Problem to solve
Using the listing below, set down each line from the line containing "impl Server for" through the line containing "async fn test_server_exiting_early_is_reported()", both ends included, exactly and with nothing added.

Data in this exercise

╭──

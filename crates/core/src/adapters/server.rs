use std::cell::RefCell;
use std::time::Duration;

use async_trait::async_trait;
use tokio::process::Child;
use tracing::info;

use crate::adapters::{ProcessRunner, Server, ToolOutput};
use crate::configs::tools::ServerOptions;
use crate::types::PipelineResult;

/// How long a background server must stay up before it counts as started
const STARTUP_GRACE: Duration = Duration::from_millis(300);

/// Static file server (`http-server`) from the tools directory.
///
/// Without `keepalive` the server runs in the background for the rest of the
/// pipeline and is killed when the adapter is dropped.
pub struct HttpServer {
    runner: ProcessRunner,
    background: RefCell<Vec<Child>>,
}

impl HttpServer {
    pub fn new(runner: ProcessRunner) -> Self {
        Self {
            runner,
            background: RefCell::new(Vec::new()),
        }
    }

    pub fn running(&self) -> usize {
        self.background.borrow().len()
    }
}

pub fn server_args(options: &ServerOptions) -> Vec<String> {
    vec![
        options.base.display().to_string(),
        "-p".to_string(),
        options.port.to_string(),
        "-s".to_string(),
    ]
}

#[async_trait(?Send)]
impl Server for HttpServer {
    async fn start(&self, options: &ServerOptions) -> PipelineResult<ToolOutput> {
        let mut command = self.runner.tool("http-server");
        command.args(server_args(options));

        if options.keepalive {
            info!(port = options.port, "serving until interrupted");
            return self.runner.attach(&mut command, "http-server").await;
        }

        let mut child = self.runner.spawn(&mut command, "http-server")?;
        tokio::time::sleep(STARTUP_GRACE).await;

        if let Ok(Some(status)) = child.try_wait() {
            return Ok(ToolOutput::failed(
                status.code(),
                format!("server exited during startup ({})", status),
            ));
        }

        info!(port = options.port, "server started in background");
        self.background.borrow_mut().push(child);
        Ok(ToolOutput::succeeded())
    }
}

#[cfg(test)]
mod tests {
    use super::*;
    use std::path::Path;

    #[test]
    fn test_server_args() {
        let options = ServerOptions {
            port: 9876,
            ..ServerOptions::default()
        };
        assert_eq!(server_args(&options), vec![".", "-p", "9876", "-s"]);
    }

    #[cfg(unix)]
    #[tokio::test]
    async fn test_background_server_is_tracked() {
        use std::os::unix::fs::PermissionsExt;

        let temp_dir = tempfile::tempdir().unwrap();
        let bin = temp_dir.path().join("bin");
        std::fs::create_dir(&bin).unwrap();
        let tool = bin.join("http-server");
        std::fs::write(&tool, "#!/bin/sh\nexec sleep 30\n").unwrap();
        std::fs::set_permissions(&tool, std::fs::Permissions::from_mode(0o755)).unwrap();

        let server = HttpServer::new(ProcessRunner::new(temp_dir.path(), Path::new("bin")));
        let output = server.start(&ServerOptions::default()).await.unwrap();

        assert!(output.success);
        assert_eq!(server.running(), 1);
    }

    #[cfg(unix)]
    #[tokio::test]
    async fn test_server_exiting_early_is_reported() {
        use std::os::unix::fs::PermissionsExt;

        let temp_dir = tempfile::tempdir().unwrap();
        let bin = temp_dir.path().join("bin");
        std::fs::create_dir(&bin).unwrap();
        let tool = bin.join("http-server");
        std::fs::write(&tool, "#!/bin/sh\nexit 4\n").unwrap();
        std::fs::set_permissions(&tool, std::fs::Permissions::from_mode(0o755)).unwrap();

        let server = HttpServer::new(ProcessRunner::new(temp_dir.path(), Path::new("bin")));
        let output = server.start(&ServerOptions::default()).await.unwrap();

        assert!(!output.success);
        assert_eq!(output.code, Some(4));
        assert_eq!(server.running(), 0);
    }
}
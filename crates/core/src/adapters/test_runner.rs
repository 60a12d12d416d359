use async_trait::async_trait;

use crate::adapters::{ProcessRunner, TestRunner, ToolOutput};
use crate::configs::tools::TestRunnerOptions;
use crate::types::PipelineResult;

/// Karma browser test runner from the tools directory
pub struct KarmaRunner {
    runner: ProcessRunner,
}

impl KarmaRunner {
    pub fn new(runner: ProcessRunner) -> Self {
        Self { runner }
    }
}

pub fn karma_args(options: &TestRunnerOptions) -> Vec<String> {
    let mut args = vec![
        "start".to_string(),
        options.config_file.display().to_string(),
    ];
    if options.single_run {
        args.push("--single-run".to_string());
    }
    args
}

#[async_trait(?Send)]
impl TestRunner for KarmaRunner {
    async fn run(&self, options: &TestRunnerOptions) -> PipelineResult<ToolOutput> {
        let mut command = self.runner.tool("karma");
        command.args(karma_args(options));
        // Test progress goes straight to the terminal
        self.runner.attach(&mut command, "karma").await
    }
}
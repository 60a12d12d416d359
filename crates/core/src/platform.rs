//! Platform details for locating and launching external tools

use std::env;

/// How the current platform launches shell lines and local tool shims
#[derive(Debug, Clone, PartialEq, Eq)]
pub struct PlatformInfo {
    /// Shell interpreter for command lines (e.g., "sh", "cmd")
    pub shell: &'static str,
    /// Flag that makes the shell run the following argument as a command
    pub shell_flag: &'static str,
    /// Suffix of the launcher shims npm writes into `node_modules/.bin`
    pub bin_suffix: &'static str,
}

impl PlatformInfo {
    /// Detect the current platform
    pub fn current() -> Self {
        Self::from_os(env::consts::OS)
    }

    /// Create platform info from an OS string
    pub fn from_os(os: &str) -> Self {
        match os {
            "windows" => Self {
                shell: "cmd",
                shell_flag: "/C",
                bin_suffix: ".cmd",
            },
            _ => Self {
                shell: "sh",
                shell_flag: "-c",
                bin_suffix: "",
            },
        }
    }

    /// File name of a tool inside the tools directory
    pub fn executable_name(&self, tool: &str) -> String {
        format!("{}{}", tool, self.bin_suffix)
    }
}
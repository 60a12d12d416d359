use std::collections::BTreeMap;
use std::path::PathBuf;

use schemars::JsonSchema;
use serde::{Deserialize, Serialize};

use crate::configs::tools::{ToolConfig, ToolKind};
use crate::types::PipelineResult;

/// Pipeline used when the workspace has no `pipewright.yml`
pub const DEFAULT_PIPELINE: &str = include_str!("default_pipeline.yml");

pub const DEFAULT_TOOLS_DIR: &str = "node_modules/.bin";

/// One task entry. Exactly one of `action` (primitive) or `steps` (composite) is set.
#[derive(Debug, Deserialize, Serialize, JsonSchema, Clone)]
#[serde(rename_all = "camelCase", deny_unknown_fields)]
pub struct TaskConfig {
    pub name: String,
    pub description: Option<String>,
    pub action: Option<ToolKind>,
    pub steps: Option<Vec<String>>,
    /// Configuration key; defaults to the task name.
    pub config: Option<String>,
    /// Task never terminates on its own, so nothing may run after it.
    pub persistent: Option<bool>,
    /// Options to use when the configuration section has no entry for this task.
    pub default: Option<ToolConfig>,
}

#[derive(Debug, Deserialize, Serialize, JsonSchema, Clone)]
#[serde(rename_all = "camelCase", deny_unknown_fields)]
pub struct PipelineConfig {
    pub name: Option<String>,
    pub description: Option<String>,
    /// Directory holding the external tool executables, relative to the workspace root.
    pub tools_dir: Option<PathBuf>,
    pub tasks: Vec<TaskConfig>,
    #[serde(default)]
    pub config: BTreeMap<String, ToolConfig>,
}

impl PipelineConfig {
    pub fn tools_dir(&self) -> PathBuf {
        self.tools_dir
            .clone()
            .unwrap_or_else(|| PathBuf::from(DEFAULT_TOOLS_DIR))
    }
}

pub fn parse_pipeline_config(yaml_str: &str) -> PipelineResult<PipelineConfig> {
    let config: PipelineConfig = serde_yaml::from_str(yaml_str)?;
    Ok(config)
}

#[cfg(test)]
mod tests {
    use super::*;

    #[test]
    fn test_default_pipeline_parses() {
        let config = parse_pipeline_config(DEFAULT_PIPELINE).unwrap();

        assert_eq!(config.name.as_deref(), Some("browserfs"));
        assert_eq!(config.tools_dir(), PathBuf::from("node_modules/.bin"));

        let test = config.tasks.iter().find(|t| t.name == "test").unwrap();
        assert_eq!(
            test.steps.as_deref().unwrap(),
            [
                "ts:test",
                "shell:gen_zipfs_fixtures",
                "shell:gen_listings",
                "shell:load_fixtures",
                "connect",
                "karma"
            ]
        );

        let listings = config.config["shell:gen_listings"].as_shell().unwrap();
        assert_eq!(listings.capture, Some(PathBuf::from("listings.json")));
    }

    #[test]
    fn test_unknown_fields_are_rejected() {
        let yaml = "tasks:\n  - name: dev\n    stepz: [\"ts:dev\"]\n";
        assert!(parse_pipeline_config(yaml).is_err());
    }

    #[test]
    fn test_config_section_is_optional() {
        let yaml = "tasks:\n  - name: all\n    steps: [a, b]\n";
        let config = parse_pipeline_config(yaml).unwrap();
        assert!(config.config.is_empty());
        assert_eq!(config.tasks[0].steps.as_ref().unwrap().len(), 2);
    }
}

╰──

Completed task
impl Server for HttpServer {
    async fn start(&self, options: &ServerOptions) -> PipelineResult<ToolOutput> {
        let mut command = self.runner.tool("http-server");
        command.args(server_args(options));

        if options.keepalive {
            info!(port = options.port, "serving until interrupted");
            return self.runner.attach(&mut command, "http-server").await;
        }

        let mut child = self.runner.spawn(&mut command, "http-server")?;
        tokio::time::sleep(STARTUP_GRACE).await;

        if let Ok(Some(status)) = child.try_wait() {
            return Ok(ToolOutput::failed(
                status.code(),
                format!("server exited during startup ({})", status),
            ));
        }

        info!(port = options.port, "server started in background");
        self.background.borrow_mut().push(child);
        Ok(ToolOutput::succeeded())
    }
}

#[cfg(test)]
mod tests {
    use super::*;
    use std::path::Path;

    #[test]
    fn test_server_args() {
        let options = ServerOptions {
            port: 9876,
            ..ServerOptions::default()
        };
        assert_eq!(server_args(&options), vec![".", "-p", "9876", "-s"]);
    }

    #[cfg(unix)]
    #[tokio::test]
    async fn test_background_server_is_tracked() {
        use std::os::unix::fs::PermissionsExt;

        let temp_dir = tempfile::tempdir().unwrap();
        let bin = temp_dir.path().join("bin");
        std::fs::create_dir(&bin).unwrap();
        let tool = bin.join("http-server");
        std::fs::write(&tool, "#!/bin/sh\nexec sleep 30\n").unwrap();
        std::fs::set_permissions(&tool, std::fs::Permissions::from_mode(0o755)).unwrap();

        let server = HttpServer::new(ProcessRunner::new(temp_dir.path(), Path::new("bin")));
        let output = server.start(&ServerOptions::default()).await.unwrap();

        assert!(output.success);
        assert_eq!(server.running(), 1);
    }

    #[cfg(unix)]
    #[tokio::test]
    async fn test_server_exiting_early_is_reported() {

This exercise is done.